Assigned task: From the line with "self.show_next_with(true)" to the line with "fn tick_fn(self: &Arc<Self>)", retype every line exactly, including those two, and leave out the rest of the data below.

[Collected data]
########################################
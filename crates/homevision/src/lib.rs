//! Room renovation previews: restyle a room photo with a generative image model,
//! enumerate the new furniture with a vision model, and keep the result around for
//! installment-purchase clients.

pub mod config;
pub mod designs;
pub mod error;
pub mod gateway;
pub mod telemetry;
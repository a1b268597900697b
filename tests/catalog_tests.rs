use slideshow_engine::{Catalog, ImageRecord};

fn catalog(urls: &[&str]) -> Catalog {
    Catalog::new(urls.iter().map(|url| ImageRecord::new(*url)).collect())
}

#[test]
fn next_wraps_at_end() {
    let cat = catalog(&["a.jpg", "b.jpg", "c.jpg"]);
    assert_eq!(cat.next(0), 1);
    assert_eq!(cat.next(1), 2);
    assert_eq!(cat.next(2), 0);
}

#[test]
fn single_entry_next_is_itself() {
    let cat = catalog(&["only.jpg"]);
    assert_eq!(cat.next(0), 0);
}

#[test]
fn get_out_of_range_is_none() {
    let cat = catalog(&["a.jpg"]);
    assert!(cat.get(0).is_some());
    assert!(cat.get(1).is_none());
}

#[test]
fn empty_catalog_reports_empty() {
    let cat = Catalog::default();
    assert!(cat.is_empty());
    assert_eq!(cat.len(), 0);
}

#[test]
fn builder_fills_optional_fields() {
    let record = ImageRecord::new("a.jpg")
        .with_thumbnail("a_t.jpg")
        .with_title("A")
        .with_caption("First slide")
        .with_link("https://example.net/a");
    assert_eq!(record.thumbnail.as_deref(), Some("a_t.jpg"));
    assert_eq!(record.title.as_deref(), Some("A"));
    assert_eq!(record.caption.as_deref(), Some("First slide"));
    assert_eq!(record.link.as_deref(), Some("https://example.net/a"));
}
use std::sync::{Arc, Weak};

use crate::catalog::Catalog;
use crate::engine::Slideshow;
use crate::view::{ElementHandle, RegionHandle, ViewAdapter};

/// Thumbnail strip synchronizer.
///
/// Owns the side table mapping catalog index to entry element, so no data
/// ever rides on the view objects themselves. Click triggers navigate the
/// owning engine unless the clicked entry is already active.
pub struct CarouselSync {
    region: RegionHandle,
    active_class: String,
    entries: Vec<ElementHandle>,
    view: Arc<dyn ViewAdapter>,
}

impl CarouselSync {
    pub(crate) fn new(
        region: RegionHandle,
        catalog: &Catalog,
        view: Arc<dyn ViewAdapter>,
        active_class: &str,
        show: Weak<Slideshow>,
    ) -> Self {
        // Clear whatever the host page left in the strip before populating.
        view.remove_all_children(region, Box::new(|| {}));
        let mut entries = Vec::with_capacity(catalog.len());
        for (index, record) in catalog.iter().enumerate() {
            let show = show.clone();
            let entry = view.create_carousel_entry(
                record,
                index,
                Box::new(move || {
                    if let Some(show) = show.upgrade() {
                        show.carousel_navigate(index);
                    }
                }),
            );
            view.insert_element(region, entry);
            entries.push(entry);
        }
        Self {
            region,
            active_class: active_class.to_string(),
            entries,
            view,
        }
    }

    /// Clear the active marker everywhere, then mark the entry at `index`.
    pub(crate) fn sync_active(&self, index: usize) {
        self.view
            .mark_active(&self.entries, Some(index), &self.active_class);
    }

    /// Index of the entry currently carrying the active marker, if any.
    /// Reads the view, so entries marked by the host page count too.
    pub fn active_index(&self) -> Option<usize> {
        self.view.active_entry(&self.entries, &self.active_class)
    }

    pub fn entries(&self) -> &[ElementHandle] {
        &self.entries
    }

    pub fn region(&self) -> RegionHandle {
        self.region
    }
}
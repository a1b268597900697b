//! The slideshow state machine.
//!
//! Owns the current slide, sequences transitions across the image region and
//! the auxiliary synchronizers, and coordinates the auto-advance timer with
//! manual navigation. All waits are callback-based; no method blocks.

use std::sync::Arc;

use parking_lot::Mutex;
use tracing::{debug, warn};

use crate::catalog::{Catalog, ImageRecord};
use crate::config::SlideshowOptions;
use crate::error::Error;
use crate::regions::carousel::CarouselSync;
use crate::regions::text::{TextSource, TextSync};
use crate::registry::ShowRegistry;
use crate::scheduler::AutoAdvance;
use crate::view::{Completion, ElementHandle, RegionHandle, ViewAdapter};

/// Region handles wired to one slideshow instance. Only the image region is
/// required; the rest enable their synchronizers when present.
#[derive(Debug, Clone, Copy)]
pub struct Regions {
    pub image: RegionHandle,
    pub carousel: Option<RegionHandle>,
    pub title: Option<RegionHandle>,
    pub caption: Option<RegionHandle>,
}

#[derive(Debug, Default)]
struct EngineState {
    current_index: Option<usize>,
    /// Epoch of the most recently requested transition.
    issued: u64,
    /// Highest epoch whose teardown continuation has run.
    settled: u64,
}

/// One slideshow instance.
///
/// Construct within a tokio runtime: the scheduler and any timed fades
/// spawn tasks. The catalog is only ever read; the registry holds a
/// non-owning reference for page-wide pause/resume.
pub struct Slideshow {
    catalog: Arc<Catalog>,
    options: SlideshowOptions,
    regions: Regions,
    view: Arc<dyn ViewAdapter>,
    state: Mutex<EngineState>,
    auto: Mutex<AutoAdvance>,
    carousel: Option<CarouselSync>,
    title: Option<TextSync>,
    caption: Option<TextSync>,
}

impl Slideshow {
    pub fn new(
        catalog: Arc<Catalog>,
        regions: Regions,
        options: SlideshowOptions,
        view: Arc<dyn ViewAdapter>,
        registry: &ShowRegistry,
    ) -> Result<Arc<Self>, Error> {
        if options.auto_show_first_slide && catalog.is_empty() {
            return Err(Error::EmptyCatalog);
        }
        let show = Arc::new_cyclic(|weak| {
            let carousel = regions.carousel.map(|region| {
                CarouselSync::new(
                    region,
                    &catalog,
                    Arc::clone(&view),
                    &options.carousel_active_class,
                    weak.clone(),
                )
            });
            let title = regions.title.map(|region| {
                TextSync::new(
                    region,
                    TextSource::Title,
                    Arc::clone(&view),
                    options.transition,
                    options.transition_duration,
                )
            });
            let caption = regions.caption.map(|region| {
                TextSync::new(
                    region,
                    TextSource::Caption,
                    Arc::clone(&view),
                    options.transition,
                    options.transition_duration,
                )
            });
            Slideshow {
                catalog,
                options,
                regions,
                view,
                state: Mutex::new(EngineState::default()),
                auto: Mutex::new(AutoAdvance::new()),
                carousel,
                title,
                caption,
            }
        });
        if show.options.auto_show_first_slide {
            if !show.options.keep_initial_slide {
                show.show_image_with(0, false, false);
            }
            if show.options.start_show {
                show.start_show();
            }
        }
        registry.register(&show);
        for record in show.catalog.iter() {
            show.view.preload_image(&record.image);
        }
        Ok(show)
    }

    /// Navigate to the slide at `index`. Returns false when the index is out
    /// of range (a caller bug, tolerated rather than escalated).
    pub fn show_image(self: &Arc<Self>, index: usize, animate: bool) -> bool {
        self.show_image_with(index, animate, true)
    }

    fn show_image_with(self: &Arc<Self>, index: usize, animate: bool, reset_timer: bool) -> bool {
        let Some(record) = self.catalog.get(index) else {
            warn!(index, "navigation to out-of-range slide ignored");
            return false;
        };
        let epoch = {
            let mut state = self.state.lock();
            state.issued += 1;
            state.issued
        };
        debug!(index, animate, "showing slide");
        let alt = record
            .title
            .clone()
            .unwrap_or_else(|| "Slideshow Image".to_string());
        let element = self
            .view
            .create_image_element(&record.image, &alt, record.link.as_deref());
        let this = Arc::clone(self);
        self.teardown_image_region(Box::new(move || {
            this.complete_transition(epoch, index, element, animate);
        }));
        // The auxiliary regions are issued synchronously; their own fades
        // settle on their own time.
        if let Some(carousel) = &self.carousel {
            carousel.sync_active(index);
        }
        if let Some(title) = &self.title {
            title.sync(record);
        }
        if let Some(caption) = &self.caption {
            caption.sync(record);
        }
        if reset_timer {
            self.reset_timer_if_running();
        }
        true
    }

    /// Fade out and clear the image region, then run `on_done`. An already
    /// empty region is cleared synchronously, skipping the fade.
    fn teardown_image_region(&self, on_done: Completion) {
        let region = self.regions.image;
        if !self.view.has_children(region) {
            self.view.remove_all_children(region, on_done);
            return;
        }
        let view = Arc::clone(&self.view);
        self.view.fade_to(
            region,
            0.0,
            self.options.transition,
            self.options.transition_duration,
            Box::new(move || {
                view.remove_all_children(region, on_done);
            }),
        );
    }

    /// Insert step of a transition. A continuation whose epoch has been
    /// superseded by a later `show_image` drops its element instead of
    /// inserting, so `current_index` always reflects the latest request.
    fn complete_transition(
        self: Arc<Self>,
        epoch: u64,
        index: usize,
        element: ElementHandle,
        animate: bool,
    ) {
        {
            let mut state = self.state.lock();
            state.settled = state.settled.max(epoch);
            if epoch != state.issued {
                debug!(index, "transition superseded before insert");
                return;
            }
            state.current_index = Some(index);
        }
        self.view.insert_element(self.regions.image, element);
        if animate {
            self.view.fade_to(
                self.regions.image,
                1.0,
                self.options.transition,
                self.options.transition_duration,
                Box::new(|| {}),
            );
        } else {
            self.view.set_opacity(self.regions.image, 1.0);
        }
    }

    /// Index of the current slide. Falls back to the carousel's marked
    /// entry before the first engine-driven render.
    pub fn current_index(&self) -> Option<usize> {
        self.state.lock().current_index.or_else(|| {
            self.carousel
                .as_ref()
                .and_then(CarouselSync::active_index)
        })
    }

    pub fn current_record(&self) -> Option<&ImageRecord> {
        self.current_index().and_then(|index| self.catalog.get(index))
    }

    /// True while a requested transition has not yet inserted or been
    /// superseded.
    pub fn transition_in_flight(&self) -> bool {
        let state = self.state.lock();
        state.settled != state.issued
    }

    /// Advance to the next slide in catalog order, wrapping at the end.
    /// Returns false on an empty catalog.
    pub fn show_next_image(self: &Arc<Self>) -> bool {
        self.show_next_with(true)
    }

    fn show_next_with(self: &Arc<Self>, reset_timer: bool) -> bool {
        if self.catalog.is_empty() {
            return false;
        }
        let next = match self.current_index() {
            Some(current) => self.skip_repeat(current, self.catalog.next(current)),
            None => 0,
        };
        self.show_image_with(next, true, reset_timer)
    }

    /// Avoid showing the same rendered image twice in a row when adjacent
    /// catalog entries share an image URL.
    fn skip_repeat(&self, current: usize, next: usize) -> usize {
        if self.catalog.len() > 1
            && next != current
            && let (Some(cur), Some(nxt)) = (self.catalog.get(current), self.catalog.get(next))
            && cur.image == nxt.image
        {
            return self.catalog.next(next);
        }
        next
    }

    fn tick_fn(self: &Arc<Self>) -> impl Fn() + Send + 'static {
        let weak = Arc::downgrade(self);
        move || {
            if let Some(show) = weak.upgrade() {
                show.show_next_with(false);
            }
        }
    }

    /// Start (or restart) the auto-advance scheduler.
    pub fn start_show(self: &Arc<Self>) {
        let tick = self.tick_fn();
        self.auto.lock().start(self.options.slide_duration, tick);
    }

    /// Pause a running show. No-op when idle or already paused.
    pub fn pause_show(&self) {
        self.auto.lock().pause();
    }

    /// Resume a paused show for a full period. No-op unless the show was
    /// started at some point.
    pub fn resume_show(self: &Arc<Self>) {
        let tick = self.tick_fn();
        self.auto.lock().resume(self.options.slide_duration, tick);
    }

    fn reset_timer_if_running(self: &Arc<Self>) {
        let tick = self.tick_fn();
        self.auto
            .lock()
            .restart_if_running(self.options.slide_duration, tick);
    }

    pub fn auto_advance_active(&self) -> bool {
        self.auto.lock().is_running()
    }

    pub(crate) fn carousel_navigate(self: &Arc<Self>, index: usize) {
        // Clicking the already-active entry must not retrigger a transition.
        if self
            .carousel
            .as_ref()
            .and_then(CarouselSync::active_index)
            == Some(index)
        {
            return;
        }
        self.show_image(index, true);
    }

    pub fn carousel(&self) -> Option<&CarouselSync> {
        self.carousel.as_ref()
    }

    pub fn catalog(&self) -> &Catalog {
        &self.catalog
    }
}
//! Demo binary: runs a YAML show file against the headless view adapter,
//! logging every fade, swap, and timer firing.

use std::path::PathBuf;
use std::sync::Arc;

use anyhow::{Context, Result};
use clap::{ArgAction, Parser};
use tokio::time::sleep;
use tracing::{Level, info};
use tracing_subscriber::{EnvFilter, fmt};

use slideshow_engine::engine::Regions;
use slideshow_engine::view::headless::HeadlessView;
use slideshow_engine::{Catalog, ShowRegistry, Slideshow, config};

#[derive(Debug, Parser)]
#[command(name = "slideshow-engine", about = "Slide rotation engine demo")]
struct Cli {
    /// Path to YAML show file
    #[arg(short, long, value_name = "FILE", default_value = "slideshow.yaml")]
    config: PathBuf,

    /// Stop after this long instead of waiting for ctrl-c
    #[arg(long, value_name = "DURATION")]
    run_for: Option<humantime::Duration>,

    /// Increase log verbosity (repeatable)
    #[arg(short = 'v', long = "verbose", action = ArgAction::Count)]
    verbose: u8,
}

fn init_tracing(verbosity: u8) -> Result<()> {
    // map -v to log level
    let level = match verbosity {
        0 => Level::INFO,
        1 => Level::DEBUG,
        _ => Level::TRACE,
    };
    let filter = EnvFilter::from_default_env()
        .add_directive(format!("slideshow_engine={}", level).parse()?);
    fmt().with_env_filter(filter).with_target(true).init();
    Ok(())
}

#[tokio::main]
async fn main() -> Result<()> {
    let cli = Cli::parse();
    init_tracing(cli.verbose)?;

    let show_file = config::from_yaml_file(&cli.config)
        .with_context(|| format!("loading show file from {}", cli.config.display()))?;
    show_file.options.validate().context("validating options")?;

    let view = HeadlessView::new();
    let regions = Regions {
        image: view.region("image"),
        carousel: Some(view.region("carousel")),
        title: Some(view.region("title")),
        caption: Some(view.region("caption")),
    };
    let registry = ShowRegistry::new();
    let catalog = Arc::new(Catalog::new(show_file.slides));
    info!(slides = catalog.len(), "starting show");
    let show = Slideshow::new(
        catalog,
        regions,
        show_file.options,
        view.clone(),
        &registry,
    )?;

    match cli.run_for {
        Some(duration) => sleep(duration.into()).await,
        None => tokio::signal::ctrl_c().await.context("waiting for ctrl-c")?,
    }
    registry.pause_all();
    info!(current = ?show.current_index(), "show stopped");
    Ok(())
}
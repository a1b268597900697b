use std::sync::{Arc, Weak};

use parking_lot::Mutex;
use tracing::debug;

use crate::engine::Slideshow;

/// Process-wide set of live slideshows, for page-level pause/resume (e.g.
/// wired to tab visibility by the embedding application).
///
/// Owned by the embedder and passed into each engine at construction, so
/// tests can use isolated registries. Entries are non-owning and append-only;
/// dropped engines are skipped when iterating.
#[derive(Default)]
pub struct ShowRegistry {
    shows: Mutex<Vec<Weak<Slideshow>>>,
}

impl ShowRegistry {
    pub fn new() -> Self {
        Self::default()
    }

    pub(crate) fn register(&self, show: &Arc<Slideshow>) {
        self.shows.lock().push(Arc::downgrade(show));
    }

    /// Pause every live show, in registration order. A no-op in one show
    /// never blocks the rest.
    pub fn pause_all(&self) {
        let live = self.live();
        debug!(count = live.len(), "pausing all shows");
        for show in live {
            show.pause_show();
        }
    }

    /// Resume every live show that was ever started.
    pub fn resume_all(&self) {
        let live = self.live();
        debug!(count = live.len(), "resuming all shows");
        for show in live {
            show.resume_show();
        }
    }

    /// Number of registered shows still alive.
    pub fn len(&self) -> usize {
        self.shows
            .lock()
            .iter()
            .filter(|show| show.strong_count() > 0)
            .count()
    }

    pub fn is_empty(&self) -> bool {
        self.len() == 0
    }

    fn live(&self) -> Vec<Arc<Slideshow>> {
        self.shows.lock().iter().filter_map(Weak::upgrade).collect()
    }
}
########################################
Task solution:
        self.show_next_with(true)
    }

    fn show_next_with(self: &Arc<Self>, reset_timer: bool) -> bool {
        if self.catalog.is_empty() {
            return false;
        }
        let next = match self.current_index() {
            Some(current) => self.skip_repeat(current, self.catalog.next(current)),
            None => 0,
        };
        self.show_image_with(next, true, reset_timer)
    }

    /// Avoid showing the same rendered image twice in a row when adjacent
    /// catalog entries share an image URL.
    fn skip_repeat(&self, current: usize, next: usize) -> usize {
        if self.catalog.len() > 1
            && next != current
            && let (Some(cur), Some(nxt)) = (self.catalog.get(current), self.catalog.get(next))
            && cur.image == nxt.image
        {
            return self.catalog.next(next);
        }
        next
    }

    fn tick_fn(self: &Arc<Self>) -> impl Fn() + Send + 'static {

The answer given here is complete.